In some sense, however, Hill’s political m.o. is to court controversy.
As the PNJ pointed out this week: “As part of his re-election campaign, Hill announced that he would work to bring President Donald Trump’s Hollywood Walk of Fame star, which was twice destroyed by vandals, to Pensacola.
Following his 2018 campaign, “Hill was condemned by the Republican Liberty Caucus of Florida, which endorsed Hill in 2016 during his bid to win a seat in the Florida Senate, for ‘horrendous personal attacks’ against his opponent Rebekah Bydlak and called his conduct ‘deceitful, inappropriate and ungentlemanlike.’ “
And, at the same May meeting where Hill had his exchange, the paper noted that he said “all three of his most controversial bills — the bill to repeal Florida’s new gun control provisions that passed in the wake of the Parkland school massacre, an expanded abortion ban and a bill to protect monuments that includes Confederate monuments — will be coming back next year.”
Now an insurance agent, he graduated from the U.S. Air Force Academy graduate in 1980, then went to get an MBA from the University of West Florida and received an “Honorary Doctorate” from Pensacola Christian Academy, according to his Florida House bio.
He was an Air Force Captain 1980-90, gaining the Air Force’s Achievement Medal, Commendation Medal, Organizational Excellence Award, and was named Armament Division, Company Grade, Officer of the Year in 1988.

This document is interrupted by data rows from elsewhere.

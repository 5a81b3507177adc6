use crate::error::{CostTrackerError, Result};
use crate::schema::{CellValue, MonthlySeries};
use chrono::Month;

/// First column holding a monthly value (January).
pub const FIRST_VALUE_COLUMN: usize = 2;
pub const MONTHS_PER_YEAR: usize = 12;

const PLACEHOLDERS: [&str; 10] = ["-", "—", "--", "——", "–", "n/a", "na", "none", "nan", "null"];

/// Converts any cell into a number. Never fails: blanks, placeholders and
/// unparseable text all read as `0.0`.
pub fn coerce(cell: &CellValue) -> f64 {
    match cell {
        CellValue::Empty => 0.0,
        CellValue::Number(n) if n.is_finite() => *n,
        CellValue::Number(_) => 0.0,
        CellValue::Text(s) => coerce_text(s),
    }
}

/// Parses spreadsheet text such as `"1,234.50"`, `"１２，０００"` style
/// separators, `"3000元"` or `" - "`.
pub fn coerce_text(raw: &str) -> f64 {
    let cleaned: String = raw
        .chars()
        .filter(|c| *c != ',' && *c != '，' && !c.is_whitespace())
        .collect();

    if cleaned.is_empty() {
        return 0.0;
    }

    let lowered = cleaned.to_lowercase();
    if PLACEHOLDERS.contains(&lowered.as_str()) {
        return 0.0;
    }

    if let Ok(value) = cleaned.parse::<f64>() {
        return if value.is_finite() { value } else { 0.0 };
    }

    // Trailing units ("元", "%", "万") are dropped.
    numeric_prefix(&cleaned).unwrap_or(0.0)
}

fn numeric_prefix(s: &str) -> Option<f64> {
    let bytes = s.as_bytes();
    let mut end = 0;
    if matches!(bytes.first(), Some(b'+') | Some(b'-')) {
        end = 1;
    }

    let int_start = end;
    while end < bytes.len() && bytes[end].is_ascii_digit() {
        end += 1;
    }
    let mut has_digits = end > int_start;

    if end < bytes.len() && bytes[end] == b'.' {
        let frac_start = end + 1;
        let mut frac_end = frac_start;
        while frac_end < bytes.len() && bytes[frac_end].is_ascii_digit() {
            frac_end += 1;
        }
        if frac_end > frac_start {
            end = frac_end;
            has_digits = true;
        }
    }

    if !has_digits {
        return None;
    }

    s[..end].parse::<f64>().ok().filter(|v| v.is_finite())
}

/// Reads the twelve monthly cells (columns 2..=13) of a table row.
pub fn monthly_values(row: &[CellValue]) -> MonthlySeries {
    let mut values = [0.0; MONTHS_PER_YEAR];
    for (i, value) in values.iter_mut().enumerate() {
        if let Some(cell) = row.get(FIRST_VALUE_COLUMN + i) {
            *value = coerce(cell);
        }
    }
    values
}

pub fn cumulative_sum(values: &MonthlySeries) -> MonthlySeries {
    let mut running = 0.0;
    let mut out = [0.0; MONTHS_PER_YEAR];
    for (slot, value) in out.iter_mut().zip(values.iter()) {
        running += value;
        *slot = running;
    }
    out
}

pub fn add_series(acc: &mut MonthlySeries, values: &MonthlySeries) {
    for (a, v) in acc.iter_mut().zip(values.iter()) {
        *a += v;
    }
}

pub fn round2(value: f64) -> f64 {
    (value * 100.0).round() / 100.0
}

/// Yuan to 万元 (units of 10,000), two decimals.
pub fn to_wan(value: f64) -> f64 {
    round2(value / 10_000.0)
}

/// `100 * numerator / denominator` rounded to two decimals, zero when the
/// denominator is zero.
pub fn percent(numerator: f64, denominator: f64) -> f64 {
    if denominator == 0.0 {
        0.0
    } else {
        round2(100.0 * numerator / denominator)
    }
}

pub fn validate_month(month: u32) -> Result<()> {
    to_chrono_month(month).map(|_| ())
}

fn to_chrono_month(month: u32) -> Result<Month> {
    u8::try_from(month)
        .ok()
        .and_then(|m| Month::try_from(m).ok())
        .ok_or(CostTrackerError::InvalidMonth(month))
}

/// Zero-based series index for a validated 1-based month.
pub fn month_index(month: u32) -> usize {
    (month as usize).saturating_sub(1).min(MONTHS_PER_YEAR - 1)
}

/// Column label used by the report tables, e.g. `"3月"`.
pub fn month_label(month: u32) -> String {
    format!("{}月", month)
}

/// English month name for log output; `"?"` outside 1..=12.
pub fn month_name(month: u32) -> &'static str {
    to_chrono_month(month).map(|m| m.name()).unwrap_or("?")
}

pub fn time_progress(month: u32) -> f64 {
    round2(100.0 * month as f64 / MONTHS_PER_YEAR as f64)
}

Hill — married to Greta Hill — identifies as “Evangelical Christian,” the House bio says, and claims “classical and jazz music, reading (and) sailing” as avocations.
The past president of the Northwest Florida Tea Party first came to the House via a special election in 2013 to House District 2, which he vacated to run for state Senate three years later. He lost the GOP primary to the current officeholder, Doug Broxson.
Hill came back in 2018 to win House District 1, the seat he now holds.